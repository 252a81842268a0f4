//! Cheatcodes called from deployed contracts.

use crate::test_helpers::*;
use alloy_primitives::{Address, B256, Bytes, U256, address};
use alloy_sol_types::SolCall;
use era_cheatcodes::{CHEATCODE_ADDRESS, Vm, utils::decode_trimmed_return_data};
use era_sandbox_config::SandboxConfig;
use era_sandbox_core::{
    BlockContext, Prank, constants::KNOWN_CODES_STORAGE_ADDRESS, hash_bytecode,
};
use era_sandbox_node::{TransactionRequest, TransactionStatus};
use era_sandbox_test_utils::{Op, Script, address_word, u64_word};
use similar_asserts::assert_eq;

fn cheat(call: impl SolCall) -> Op {
    Op::Call { to: CHEATCODE_ADDRESS, input: call.abi_encode().into(), value: U256::ZERO }
}

/// Contract recording `msg.sender` in slot 1 and `tx.origin` in slot 2.
fn recorder_script() -> Script {
    Script::new([Op::StoreSender { slot: slot(1) }, Op::StoreOrigin { slot: slot(2) }])
}

#[test]
fn prank_persists_until_stopped() {
    let node = node();
    let pranker = Address::repeat_byte(0x99);
    let recorder = deploy(&node, recorder_script());
    let untouched = deploy(&node, recorder_script());
    let starter = deploy(
        &node,
        Script::new([
            cheat(Vm::startPrank_0Call { msgSender: pranker }),
            Op::StoreSender { slot: slot(1) },
            Op::Call { to: recorder, input: Bytes::new(), value: U256::ZERO },
        ]),
    );
    let stopper = deploy(&node, Script::new([cheat(Vm::stopPrankCall {})]));

    assert_eq!(send(&node, starter).status, TransactionStatus::Included);
    assert_eq!(node.prank(), Some(Prank { sender: pranker, origin: None }));
    // the frame that started the prank is pranked as well
    assert_eq!(node.storage(&starter, slot(1)), address_word(pranker));
    assert_eq!(node.storage(&recorder, slot(1)), address_word(pranker));
    assert_eq!(node.storage(&recorder, slot(2)), address_word(wallet()));

    // still active in the next transaction
    send(&node, untouched);
    assert_eq!(node.storage(&untouched, slot(1)), address_word(pranker));

    send(&node, stopper);
    assert_eq!(node.prank(), None);
    send(&node, untouched);
    assert_eq!(node.storage(&untouched, slot(1)), address_word(wallet()));

    // stopping again is a no-op
    assert_eq!(send(&node, stopper).status, TransactionStatus::Included);
    assert_eq!(node.prank(), None);
}

#[test]
fn prank_with_origin() {
    let node = node();
    let (sender, origin) = (Address::repeat_byte(0x11), Address::repeat_byte(0x22));
    let recorder = deploy(&node, recorder_script());
    let starter = deploy(
        &node,
        Script::new([
            cheat(Vm::startPrank_1Call { msgSender: sender, txOrigin: origin }),
            Op::Call { to: recorder, input: Bytes::new(), value: U256::ZERO },
        ]),
    );

    send(&node, starter);
    assert_eq!(node.storage(&recorder, slot(1)), address_word(sender));
    assert_eq!(node.storage(&recorder, slot(2)), address_word(origin));
    assert_eq!(node.prank(), Some(Prank { sender, origin: Some(origin) }));
}

#[test]
fn roll_and_warp_are_observed_by_the_caller() {
    let node = node();
    let target = deploy(
        &node,
        Script::new([
            cheat(Vm::rollCall { newHeight: U256::from(50) }),
            cheat(Vm::warpCall { newTimestamp: U256::from(10) }),
            Op::StoreBlockNumber { slot: slot(1) },
            Op::StoreTimestamp { slot: slot(2) },
        ]),
    );
    let sealed = node.block_context();

    let record = send(&node, target);
    assert_eq!(record.status, TransactionStatus::Included);
    assert_eq!(record.block_number, Some(sealed.number));
    assert_eq!(node.storage(&target, slot(1)), u64_word(50));
    assert_eq!(node.storage(&target, slot(2)), u64_word(10));
    assert_eq!(node.block_context(), BlockContext::new(51, 11));
}

#[test]
fn deal_etch_and_nonce() {
    let node = node();
    let account = Address::repeat_byte(0x55);
    let etched = Script::new([Op::Return { data: Bytes::from_static(b"etched") }]).into_code();
    let etch = || cheat(Vm::etchCall { target: account, newRuntimeBytecode: etched.clone() });
    let target = deploy(
        &node,
        Script::new([
            cheat(Vm::dealCall { account, newBalance: U256::from(123) }),
            cheat(Vm::setNonceCall { account, newNonce: 7 }),
            etch(),
            etch(),
            cheat(Vm::setNonceCall { account, newNonce: 3 }),
        ]),
    );

    let record = send(&node, target);
    assert_eq!(record.status, TransactionStatus::Included);
    assert_eq!(node.balance(&account), U256::from(123));
    assert_eq!(node.nonce(&account), 3);
    assert_eq!(node.code(&account), Some(etched.clone()));

    let code_hash = hash_bytecode(&etched).unwrap();
    assert_eq!(node.bytecode_by_hash(&code_hash), Some(etched));
    let registrations = record
        .logs
        .iter()
        .filter(|log| log.entry.address == KNOWN_CODES_STORAGE_ADDRESS)
        .count();
    assert_eq!(registrations, 1);

    let outcome = node
        .call(&TransactionRequest { from: wallet(), to: Some(account), ..Default::default() })
        .unwrap();
    assert_eq!(outcome.output, Bytes::from_static(b"etched"));
}

#[test]
fn get_nonce_and_load_read_state() {
    let node = node();
    let account = Address::repeat_byte(0x56);
    let nonce_reader =
        deploy(&node, Script::new([cheat(Vm::getNonceCall { account: wallet() })]));
    let slot_reader = deploy(
        &node,
        Script::new([
            cheat(Vm::storeCall { target: account, slot: slot(4), value: slot(8) }),
            cheat(Vm::loadCall { target: account, slot: slot(4) }),
        ]),
    );

    let request =
        TransactionRequest { from: wallet(), to: Some(nonce_reader), ..Default::default() };
    let outcome = node.call(&request).unwrap();
    assert_eq!(U256::from_be_slice(&outcome.output), U256::from(node.nonce(&wallet())));

    let record = send(&node, slot_reader);
    assert_eq!(record.output.as_ref(), slot(8).as_slice());
    assert_eq!(node.storage(&account, slot(4)), slot(8));
}

#[test]
fn to_string_returns_trimmed_data() {
    let node = node();
    let alice = address!("0x413D15117be7a498e68A64FcfdB22C6e2AaE1808");
    let target = deploy(&node, Script::new([cheat(Vm::toString_0Call { value: alice })]));

    let record = send(&node, target);
    let text = decode_trimmed_return_data(&record.output).unwrap();
    assert_eq!(text, "0x413D15117be7a498e68A64FcfdB22C6e2AaE1808".as_bytes());
}

#[test]
fn cheatcode_errors_revert_the_transaction() {
    let node = node();
    let unknown = deploy(
        &node,
        Script::new([Op::Call {
            to: CHEATCODE_ADDRESS,
            input: Bytes::from_static(&[0xde, 0xad, 0xbe, 0xef]),
            value: U256::ZERO,
        }]),
    );
    let record = send(&node, unknown);
    assert_eq!(record.status, TransactionStatus::Failed);
    assert_eq!(
        record.revert_reason.as_deref(),
        Some("unknown cheatcode with selector 0xdeadbeef")
    );

    let out_of_range =
        deploy(&node, Script::new([cheat(Vm::rollCall { newHeight: U256::MAX })]));
    let before = node.block_context();
    let record = send(&node, out_of_range);
    assert_eq!(record.status, TransactionStatus::Failed);
    assert!(record.revert_reason.unwrap().contains("does not fit in 64 bits"));
    assert_eq!(node.block_context().number, before.number + 1);
}

#[test]
fn reverted_frame_discards_state_but_not_block_context() {
    let node = node();
    let account = Address::repeat_byte(0x57);
    let target = deploy(
        &node,
        Script::new([
            cheat(Vm::dealCall { account, newBalance: U256::from(1) }),
            cheat(Vm::rollCall { newHeight: U256::from(77) }),
            Op::Revert { reason: "after cheats".to_string() },
        ]),
    );

    let record = send(&node, target);
    assert_eq!(record.status, TransactionStatus::Failed);
    assert_eq!(node.balance(&account), U256::ZERO);
    assert_eq!(node.block_context().number, 78);
}

#[test]
fn disabled_cheatcodes_are_plain_calls() {
    let mut config = SandboxConfig::default();
    config.cheatcodes = false;
    let node = node_with_config(config);
    let account = Address::repeat_byte(0x58);
    let target =
        deploy(&node, Script::new([cheat(Vm::dealCall { account, newBalance: U256::from(1) })]));

    let record = send(&node, target);
    assert_eq!(record.status, TransactionStatus::Included);
    assert_eq!(node.balance(&account), U256::ZERO);
}

#[test]
fn stored_slot_is_read_by_the_contract() {
    let node = node();
    let value = u64_word(1234);
    let reader = deploy(&node, Script::new([Op::Sload { slot: slot(0) }]));
    let request = TransactionRequest { from: wallet(), to: Some(reader), ..Default::default() };
    assert_eq!(node.call(&request).unwrap().output.as_ref(), B256::ZERO.as_slice());

    let writer = deploy(
        &node,
        Script::new([cheat(Vm::storeCall { target: reader, slot: slot(0), value })]),
    );
    assert_eq!(send(&node, writer).status, TransactionStatus::Included);

    assert_eq!(node.call(&request).unwrap().output.as_ref(), value.as_slice());
    let record = send(&node, reader);
    assert_eq!(record.output.as_ref(), value.as_slice());
}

******************************

WHAT IS EXPECTED:
Give back the lines of the data exactly as they are written, from the first line through the line containing "let pranker = Address::repeat_byte(0x99);".

ANSWER SPACE:
repository 252a81842268a0f4
//! Cheatcodes called from deployed contracts.

use crate::test_helpers::*;
use alloy_primitives::{Address, B256, Bytes, U256, address};
use alloy_sol_types::SolCall;
use era_cheatcodes::{CHEATCODE_ADDRESS, Vm, utils::decode_trimmed_return_data};
use era_sandbox_config::SandboxConfig;
use era_sandbox_core::{
    BlockContext, Prank, constants::KNOWN_CODES_STORAGE_ADDRESS, hash_bytecode,
};
use era_sandbox_node::{TransactionRequest, TransactionStatus};
use era_sandbox_test_utils::{Op, Script, address_word, u64_word};
use similar_asserts::assert_eq;

fn cheat(call: impl SolCall) -> Op {
    Op::Call { to: CHEATCODE_ADDRESS, input: call.abi_encode().into(), value: U256::ZERO }
}

/// Contract recording `msg.sender` in slot 1 and `tx.origin` in slot 2.
fn recorder_script() -> Script {
    Script::new([Op::StoreSender { slot: slot(1) }, Op::StoreOrigin { slot: slot(2) }])
}

#[test]
fn prank_persists_until_stopped() {
    let node = node();
    let pranker = Address::repeat_byte(0x99);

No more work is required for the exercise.